検察「救命できた」(福島民友)割り箸事件に関して

http://www.minyu-net.com/newspack/2007061201000579.html
まずはじめに不幸な転帰をとられました患者様及びよのご遺族にお悔やみを申し上げます。

 東京都杉並区で1999年、割りばしがのどに刺さった保育園児杉野隼三ちゃん=当時(4)=が杏林大病院(東京都三鷹市)で治療後に死亡した事故で、業務上過失致死罪に問われ、1審判決で無罪を言い渡された当時の担当医根本英樹被告(39)の控訴審初公判が12日、東京高裁(阿部文洋裁判長)であった。

 昨年3月の東京地裁判決が、割りばしが頭の中まで達していることを想定せず、十分な診察や検査をしなかった過失を認めた一方で「気付いても救えた可能性は極めて低かった」と、死亡との因果関係を否定したことに対し、検察側は「正しい判断を前提に適切な措置をすれば救命できた」と主張、禁固1年の刑を求めた。

 弁護側は1審と同様に「割りばしが頭の中に到達したと想定することは不可能だった」と無罪を主張した。

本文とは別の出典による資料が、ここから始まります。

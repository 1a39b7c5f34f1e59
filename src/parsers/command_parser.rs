use thiserror::Error;
use uuid::Uuid;

#[derive(Debug, Clone, PartialEq, Eq)]
pub enum ConsoleCommand {
    /// A player asks for a link code (`/link` in game).
    Link { player_id: Uuid },
    /// A Discord user submits a code (`/link <code>` in Discord).
    Confirm { code: String, discord_id: String },
    Lookup { player_id: Option<Uuid> },
    Whois { player_id: Uuid },
    Status,
    Reconnect,
    Help,
    Quit,
}

#[derive(Debug, Clone, PartialEq, Eq, Error)]
pub enum CommandParseError {
    #[error("unknown command: {0}")]
    Unknown(String),
    #[error("usage: {0}")]
    Usage(&'static str),
    #[error("invalid player uuid: {0}")]
    InvalidPlayer(String),
}

pub const HELP_TEXT: &str = "\
commands:
  link <uuid>                 issue a link code for a player
  confirm <code> <discord-id> redeem a code as a discord user
  lookup [uuid]               show one link or every link
  whois <uuid>                show the discord id linked to a player
  status                      show link backend status
  reconnect                   reconnect the sql backend
  help                        show this text
  quit                        exit";

/// Parses one console line. Blank lines yield `Ok(None)`.
pub fn parse_console_command(line: &str) -> Result<Option<ConsoleCommand>, CommandParseError> {
    let mut parts = line.split_whitespace();
    let Some(name) = parts.next() else {
        return Ok(None);
    };
    let args: Vec<&str> = parts.collect();

    let command = match (name.to_ascii_lowercase().as_str(), args.as_slice()) {
        ("link", [player]) => ConsoleCommand::Link {
            player_id: parse_player(player)?,
        },
        ("link", _) => return Err(CommandParseError::Usage("link <uuid>")),
        ("confirm", [code, discord_id]) => ConsoleCommand::Confirm {
            code: code.to_string(),
            discord_id: discord_id.to_string(),
        },
        ("confirm", _) => return Err(CommandParseError::Usage("confirm <code> <discord-id>")),
        ("lookup", []) => ConsoleCommand::Lookup { player_id: None },
        ("lookup", [player]) => ConsoleCommand::Lookup {
            player_id: Some(parse_player(player)?),
        },
        ("lookup", _) => return Err(CommandParseError::Usage("lookup [uuid]")),
        ("whois", [player]) => ConsoleCommand::Whois {
            player_id: parse_player(player)?,
        },
        ("whois", _) => return Err(CommandParseError::Usage("whois <uuid>")),
        ("status", []) => ConsoleCommand::Status,
        ("reconnect", []) => ConsoleCommand::Reconnect,
        ("help" | "?", _) => ConsoleCommand::Help,
        ("quit" | "exit" | "stop", []) => ConsoleCommand::Quit,
        ("status" | "reconnect" | "quit" | "exit" | "stop", _) => {
            return Err(CommandParseError::Usage("command takes no arguments"));
        }
        _ => return Err(CommandParseError::Unknown(name.to_string())),
    };

    Ok(Some(command))
}

fn parse_player(value: &str) -> Result<Uuid, CommandParseError> {
    Uuid::parse_str(value).map_err(|_| CommandParseError::InvalidPlayer(value.to_string()))
}

#[cfg(test)]
mod tests {
    use test_case::test_case;
    use uuid::Uuid;

    use super::{CommandParseError, ConsoleCommand, parse_console_command};

    const PLAYER: &str = "0f8fad5b-d9cb-469f-a165-70867728950e";

    fn player() -> Uuid {
        Uuid::parse_str(PLAYER).expect("uuid")
    }

    #[test_case("" ; "empty")]
    #[test_case("   \t" ; "whitespace")]
    fn blank_line_is_ignored(line: &str) {
        assert_eq!(parse_console_command(line), Ok(None));
    }

    #[test]
    fn parses_link_and_whois() {
        assert_eq!(
            parse_console_command(&format!("link {PLAYER}")),
            Ok(Some(ConsoleCommand::Link { player_id: player() }))
        );
        assert_eq!(
            parse_console_command(&format!("WHOIS {PLAYER}")),
            Ok(Some(ConsoleCommand::Whois { player_id: player() }))
        );
    }

    #[test]
    fn parses_confirm_with_code_and_discord_id() {
        assert_eq!(
            parse_console_command("confirm 0042 123456789012345678"),
            Ok(Some(ConsoleCommand::Confirm {
                code: "0042".to_string(),
                discord_id: "123456789012345678".to_string(),
            }))
        );
    }

    #[test]
    fn lookup_player_is_optional() {
        assert_eq!(
            parse_console_command("lookup"),
            Ok(Some(ConsoleCommand::Lookup { player_id: None }))
        );
        assert_eq!(
            parse_console_command(&format!("lookup {PLAYER}")),
            Ok(Some(ConsoleCommand::Lookup {
                player_id: Some(player())
            }))
        );
    }

    #[test_case("status", ConsoleCommand::Status ; "status")]
    #[test_case("reconnect", ConsoleCommand::Reconnect ; "reconnect")]
    #[test_case("help", ConsoleCommand::Help ; "help")]
    #[test_case("?", ConsoleCommand::Help ; "question mark")]
    #[test_case("quit", ConsoleCommand::Quit ; "quit")]
    #[test_case("stop", ConsoleCommand::Quit ; "stop alias")]
    fn parses_bare_commands(line: &str, expected: ConsoleCommand) {
        assert_eq!(parse_console_command(line), Ok(Some(expected)));
    }

    #[test_case("link" ; "link without player")]
    #[test_case("confirm 0042" ; "confirm without discord id")]
    #[test_case("lookup a b" ; "lookup with two players")]
    #[test_case("status now" ; "status with argument")]
    fn wrong_arity_is_a_usage_error(line: &str) {
        assert!(matches!(
            parse_console_command(line),
            Err(CommandParseError::Usage(_))
        ));
    }

    #[test]
    fn invalid_player_uuid_is_reported() {
        assert_eq!(
            parse_console_command("link steve"),
            Err(CommandParseError::InvalidPlayer("steve".to_string()))
        );
    }

    #[test]
    fn unknown_command_is_reported() {
        assert_eq!(
            parse_console_command("teleport spawn"),
            Err(CommandParseError::Unknown("teleport".to_string()))
        );
    }
}
use chrono::NaiveDate;
use diesel::QueryableByName;
use diesel::sql_types::{BigInt, Date, Integer, Nullable, Text};

use crate::config::{DatabaseConfig, DbDriver};
use crate::db::DatabaseError;

/// One open connection to the relational backend.
///
/// Implemented once per diesel driver so the migrator and the SQL store can
/// stay driver-agnostic. Every call blocks.
pub trait BackendConnection: Send {
    fn driver(&self) -> DbDriver;
    fn run_statement(&mut self, sql: &str) -> Result<(), DatabaseError>;
    fn table_exists(&mut self, table: &str) -> Result<bool, DatabaseError>;
    fn column_exists(&mut self, table: &str, column: &str) -> Result<bool, DatabaseError>;
    /// Column names in declaration order.
    fn column_names(&mut self, table: &str) -> Result<Vec<String>, DatabaseError>;
    fn read_schema_version(&mut self) -> Result<Option<i32>, DatabaseError>;
    fn upsert_link(
        &mut self,
        player_id: &str,
        discord_id: &str,
        linked_at: NaiveDate,
    ) -> Result<(), DatabaseError>;
    fn select_links(&mut self, player_id: Option<&str>) -> Result<Vec<LinkRow>, DatabaseError>;
    fn ping(&mut self) -> bool;
}

#[derive(Debug, Clone, QueryableByName)]
pub struct LinkRow {
    #[diesel(sql_type = Text)]
    pub uuid: String,
    #[diesel(sql_type = Text)]
    pub discord_id: String,
    #[diesel(sql_type = Nullable<Date>)]
    pub linked_at: Option<NaiveDate>,
}

#[derive(Debug, QueryableByName)]
pub(crate) struct CountRow {
    #[diesel(sql_type = BigInt)]
    pub(crate) count: i64,
}

#[derive(Debug, QueryableByName)]
pub(crate) struct NameRow {
    #[diesel(sql_type = Text)]
    pub(crate) name: String,
}

#[derive(Debug, QueryableByName)]
pub(crate) struct VersionRow {
    #[diesel(sql_type = Nullable<Integer>)]
    pub(crate) schema_version: Option<i32>,
}

pub(crate) fn first_count(rows: Vec<CountRow>) -> i64 {
    rows.into_iter().next().map(|row| row.count).unwrap_or(0)
}

/// Opens a blocking connection for the configured driver.
pub fn establish(config: &DatabaseConfig) -> Result<Box<dyn BackendConnection>, DatabaseError> {
    match config.driver {
        #[cfg(feature = "mysql")]
        DbDriver::Mysql => Ok(Box::new(crate::db::mysql::establish(config)?)),
        #[cfg(feature = "sqlite")]
        DbDriver::Sqlite => Ok(Box::new(crate::db::sqlite::establish(config)?)),
        #[cfg(not(feature = "mysql"))]
        DbDriver::Mysql => Err(DatabaseError::Connection(
            "MySQL feature not enabled".to_string(),
        )),
        #[cfg(not(feature = "sqlite"))]
        DbDriver::Sqlite => Err(DatabaseError::Connection(
            "SQLite feature not enabled".to_string(),
        )),
    }
}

割り箸は当然木でできています。CTを仮に撮ったとしても周りと区別はできないでしょうし、さらに頭蓋骨のアーティファクトで更に判別は困難でしょう。4歳の小児にCTを撮るということは何らかの鎮静をかける必要があります。その合併症も考慮に入れて検査をせねばなりません。MRIなんて撮ろうとしたら更に長い時間鎮静をかける必要があります。
そこまでして仮に小脳に割り箸が刺さっているのが判明したとして、脳幹部にある割り箸を抜くこと(開頭手術になります)で「救命できた」とはとても思いませんし、救命できたほうが奇跡、その場合の救命とは「命だけは助かった」状態になる可能性が大半だと考えます。
このような事件で「全力を医師、医療機関が尽くさなかった」という意見を散見しますし、事実遺族らがそのような主張をすることもあります。しかし、この事件においてCTを撮ることは必ずしも全力を尽くすことにはなりません。

  • CTを撮らなければならないほどの病気が存在する可能性
  • CTを撮ることによって引き起こされるリスク(鎮静の合併症、放射線被爆

を秤にかけて医師は検査をするかしないかを決めているのです。更に言えば

  • その検査をすることを医療保険が許可してくれるか

という問題も病院経営の点ではありますが、大きな問題は最初の二つです(事実、この事件後検査の域値は確実に下がりました)。結果論で「人が死んでんねんで」と攻めるのは簡単ですが、私は少なくとも初見時で、かつこの事件を知らないと仮定してこの症例を見たと想像しましたが、CTの必要性があったと判断はしないと思います。
「全力を尽くす」と主張される方に問いたいのですが、全力を尽くすということは

4歳児が転倒して救急外来来院。受診時は特に症状なし。ただし転倒した瞬間を家族も含めて誰も見ていない。神経学的所見に異常は認めない(ただし、小児から所見を取るのは困難でしょう)。

この状況で全身麻酔をかけて、CT、MRIを撮り、かつ経過観察のため入院させる(1泊もしくは2泊)ということです。小児でなくても大人も老人でも同じです。症状が無いとはいえ、このような事態が生じている、あるいは別の原因で脳出血脳挫傷が起こっている可能性は「0ではない」のですから。もちろん大人であれば鎮静をかけなくても撮影はできるでしょう。でも、間違っても「最近の医者は検査漬けにして儲けようとしている」とか「忙しいから入院はできない」とか言わないでくださいよ? 全力を尽くすというのはそういうことですから。
そんな極端なと思われる方がほとんどだと思います。ですが今元気な貴方も私もこの10分後に死んでいる可能性は0ではありません。そのような「不幸な転帰」をたどったときに、「医師が、医療機関が最善を尽くさなかったから」というのであれば、このような方法をとらざるを得ません。
もちろん私が言いたいのはこのように検査検査検査を行うべきだということではありません。「誰であっても救えなかった」症例をたまたま踏んだ医師が刑事罰を「生贄のように」受けて、医療不信は患者側に深まり、逆に患者不振が医師側に深まるという現状です。このような現状はいたく不自然であり、解決すべき問題であると私は思うんですが・・・。